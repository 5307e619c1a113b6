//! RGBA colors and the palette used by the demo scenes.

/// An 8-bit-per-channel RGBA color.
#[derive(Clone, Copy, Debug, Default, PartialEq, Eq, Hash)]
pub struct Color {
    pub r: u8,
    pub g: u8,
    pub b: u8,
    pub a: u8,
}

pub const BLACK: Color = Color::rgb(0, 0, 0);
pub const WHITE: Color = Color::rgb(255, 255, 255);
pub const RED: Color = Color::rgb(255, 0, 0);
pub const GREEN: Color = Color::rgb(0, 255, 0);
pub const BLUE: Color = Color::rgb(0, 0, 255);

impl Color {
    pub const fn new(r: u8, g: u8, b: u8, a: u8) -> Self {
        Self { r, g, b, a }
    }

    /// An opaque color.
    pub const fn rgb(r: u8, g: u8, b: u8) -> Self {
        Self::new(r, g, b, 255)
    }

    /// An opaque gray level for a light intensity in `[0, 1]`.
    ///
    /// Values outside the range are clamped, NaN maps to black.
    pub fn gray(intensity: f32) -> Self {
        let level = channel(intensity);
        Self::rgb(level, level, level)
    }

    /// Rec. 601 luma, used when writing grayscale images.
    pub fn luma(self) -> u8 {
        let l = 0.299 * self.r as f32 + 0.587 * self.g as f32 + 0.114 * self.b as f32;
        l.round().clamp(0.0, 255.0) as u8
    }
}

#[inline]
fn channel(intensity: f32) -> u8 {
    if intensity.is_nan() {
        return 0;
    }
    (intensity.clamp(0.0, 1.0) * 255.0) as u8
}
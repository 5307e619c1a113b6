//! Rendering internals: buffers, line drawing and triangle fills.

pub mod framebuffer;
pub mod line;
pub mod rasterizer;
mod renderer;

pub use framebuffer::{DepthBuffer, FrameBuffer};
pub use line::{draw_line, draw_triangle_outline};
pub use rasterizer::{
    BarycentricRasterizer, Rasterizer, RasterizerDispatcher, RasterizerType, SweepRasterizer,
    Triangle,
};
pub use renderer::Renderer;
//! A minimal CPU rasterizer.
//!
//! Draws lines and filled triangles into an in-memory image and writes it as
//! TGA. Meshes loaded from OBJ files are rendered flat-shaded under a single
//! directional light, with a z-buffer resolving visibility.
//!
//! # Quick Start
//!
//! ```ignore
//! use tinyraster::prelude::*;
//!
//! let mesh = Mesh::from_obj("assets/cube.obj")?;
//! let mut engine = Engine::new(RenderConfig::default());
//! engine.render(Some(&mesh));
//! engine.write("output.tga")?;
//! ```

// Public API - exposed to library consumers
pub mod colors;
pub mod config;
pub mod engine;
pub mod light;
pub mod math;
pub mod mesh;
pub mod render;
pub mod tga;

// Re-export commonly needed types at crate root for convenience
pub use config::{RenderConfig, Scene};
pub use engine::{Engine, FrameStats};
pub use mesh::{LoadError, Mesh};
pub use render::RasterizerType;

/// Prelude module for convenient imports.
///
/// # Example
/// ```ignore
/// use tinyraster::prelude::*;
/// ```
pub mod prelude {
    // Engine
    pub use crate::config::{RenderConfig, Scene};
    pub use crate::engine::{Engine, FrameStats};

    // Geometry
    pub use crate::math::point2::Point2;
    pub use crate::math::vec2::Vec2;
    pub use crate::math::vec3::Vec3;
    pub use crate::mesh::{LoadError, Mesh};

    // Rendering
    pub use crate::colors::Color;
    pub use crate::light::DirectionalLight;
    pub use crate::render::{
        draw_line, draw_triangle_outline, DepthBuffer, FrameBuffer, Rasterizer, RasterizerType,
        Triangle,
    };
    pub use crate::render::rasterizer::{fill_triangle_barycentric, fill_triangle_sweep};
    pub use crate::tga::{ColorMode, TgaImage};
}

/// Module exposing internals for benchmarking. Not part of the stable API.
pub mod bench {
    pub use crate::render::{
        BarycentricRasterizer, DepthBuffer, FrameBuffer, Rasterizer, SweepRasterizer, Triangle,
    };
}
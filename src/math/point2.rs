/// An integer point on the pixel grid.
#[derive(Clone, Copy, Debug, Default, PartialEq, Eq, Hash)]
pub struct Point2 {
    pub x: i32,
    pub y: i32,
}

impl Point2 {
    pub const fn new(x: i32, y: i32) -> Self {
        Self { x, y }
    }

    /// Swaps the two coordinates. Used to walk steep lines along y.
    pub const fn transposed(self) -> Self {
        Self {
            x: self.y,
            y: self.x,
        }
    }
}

┄┄┄┄┄┄

Set the entries down again precisely as they were given.

> [Task result]:
repository 5307e619c1a113b6
//! RGBA colors and the palette used by the demo scenes.

/// An 8-bit-per-channel RGBA color.
#[derive(Clone, Copy, Debug, Default, PartialEq, Eq, Hash)]
pub struct Color {
    pub r: u8,
    pub g: u8,
    pub b: u8,
    pub a: u8,
}

pub const BLACK: Color = Color::rgb(0, 0, 0);
pub const WHITE: Color = Color::rgb(255, 255, 255);
pub const RED: Color = Color::rgb(255, 0, 0);
pub const GREEN: Color = Color::rgb(0, 255, 0);
pub const BLUE: Color = Color::rgb(0, 0, 255);

impl Color {
    pub const fn new(r: u8, g: u8, b: u8, a: u8) -> Self {
        Self { r, g, b, a }
    }

    /// An opaque color.
    pub const fn rgb(r: u8, g: u8, b: u8) -> Self {
        Self::new(r, g, b, 255)
    }

    /// An opaque gray level for a light intensity in `[0, 1]`.
    ///
    /// Values outside the range are clamped, NaN maps to black.
    pub fn gray(intensity: f32) -> Self {
        let level = channel(intensity);
        Self::rgb(level, level, level)
    }

    /// Rec. 601 luma, used when writing grayscale images.
    pub fn luma(self) -> u8 {
        let l = 0.299 * self.r as f32 + 0.587 * self.g as f32 + 0.114 * self.b as f32;
        l.round().clamp(0.0, 255.0) as u8
    }
}

#[inline]
fn channel(intensity: f32) -> u8 {
    if intensity.is_nan() {
        return 0;
    }
    (intensity.clamp(0.0, 1.0) * 255.0) as u8
}
repository 5307e619c1a113b6
//! Rendering internals: buffers, line drawing and triangle fills.

pub mod framebuffer;
pub mod line;
pub mod rasterizer;
mod renderer;

pub use framebuffer::{DepthBuffer, FrameBuffer};
pub use line::{draw_line, draw_triangle_outline};
pub use rasterizer::{
    BarycentricRasterizer, Rasterizer, RasterizerDispatcher, RasterizerType, SweepRasterizer,
    Triangle,
};
pub use renderer::Renderer;
//! A minimal CPU rasterizer.
//!
//! Draws lines and filled triangles into an in-memory image and writes it as
//! TGA. Meshes loaded from OBJ files are rendered flat-shaded under a single
//! directional light, with a z-buffer resolving visibility.
//!
//! # Quick Start
//!
//! ```ignore
//! use tinyraster::prelude::*;
//!
//! let mesh = Mesh::from_obj("assets/cube.obj")?;
//! let mut engine = Engine::new(RenderConfig::default());
//! engine.render(Some(&mesh));
//! engine.write("output.tga")?;
//! ```

// Public API - exposed to library consumers
pub mod colors;
pub mod config;
pub mod engine;
pub mod light;
pub mod math;
pub mod mesh;
pub mod render;
pub mod tga;

// Re-export commonly needed types at crate root for convenience
pub use config::{RenderConfig, Scene};
pub use engine::{Engine, FrameStats};
pub use mesh::{LoadError, Mesh};
pub use render::RasterizerType;

/// Prelude module for convenient imports.
///
/// # Example
/// ```ignore
/// use tinyraster::prelude::*;
/// ```
pub mod prelude {
    // Engine
    pub use crate::config::{RenderConfig, Scene};
    pub use crate::engine::{Engine, FrameStats};

    // Geometry
    pub use crate::math::point2::Point2;
    pub use crate::math::vec2::Vec2;
    pub use crate::math::vec3::Vec3;
    pub use crate::mesh::{LoadError, Mesh};

    // Rendering
    pub use crate::colors::Color;
    pub use crate::light::DirectionalLight;
    pub use crate::render::{
        draw_line, draw_triangle_outline, DepthBuffer, FrameBuffer, Rasterizer, RasterizerType,
        Triangle,
    };
    pub use crate::render::rasterizer::{fill_triangle_barycentric, fill_triangle_sweep};
    pub use crate::tga::{ColorMode, TgaImage};
}

/// Module exposing internals for benchmarking. Not part of the stable API.
pub mod bench {
    pub use crate::render::{
        BarycentricRasterizer, DepthBuffer, FrameBuffer, Rasterizer, SweepRasterizer, Triangle,
    };
}
filename src/math/point2.rs
/// An integer point on the pixel grid.
#[derive(Clone, Copy, Debug, Default, PartialEq, Eq, Hash)]
pub struct Point2 {
    pub x: i32,
    pub y: i32,
}

impl Point2 {
    pub const fn new(x: i32, y: i32) -> Self {
        Self { x, y }
    }

    /// Swaps the two coordinates. Used to walk steep lines along y.
    pub const fn transposed(self) -> Self {
        Self {
            x: self.y,
            y: self.x,
        }
    }
}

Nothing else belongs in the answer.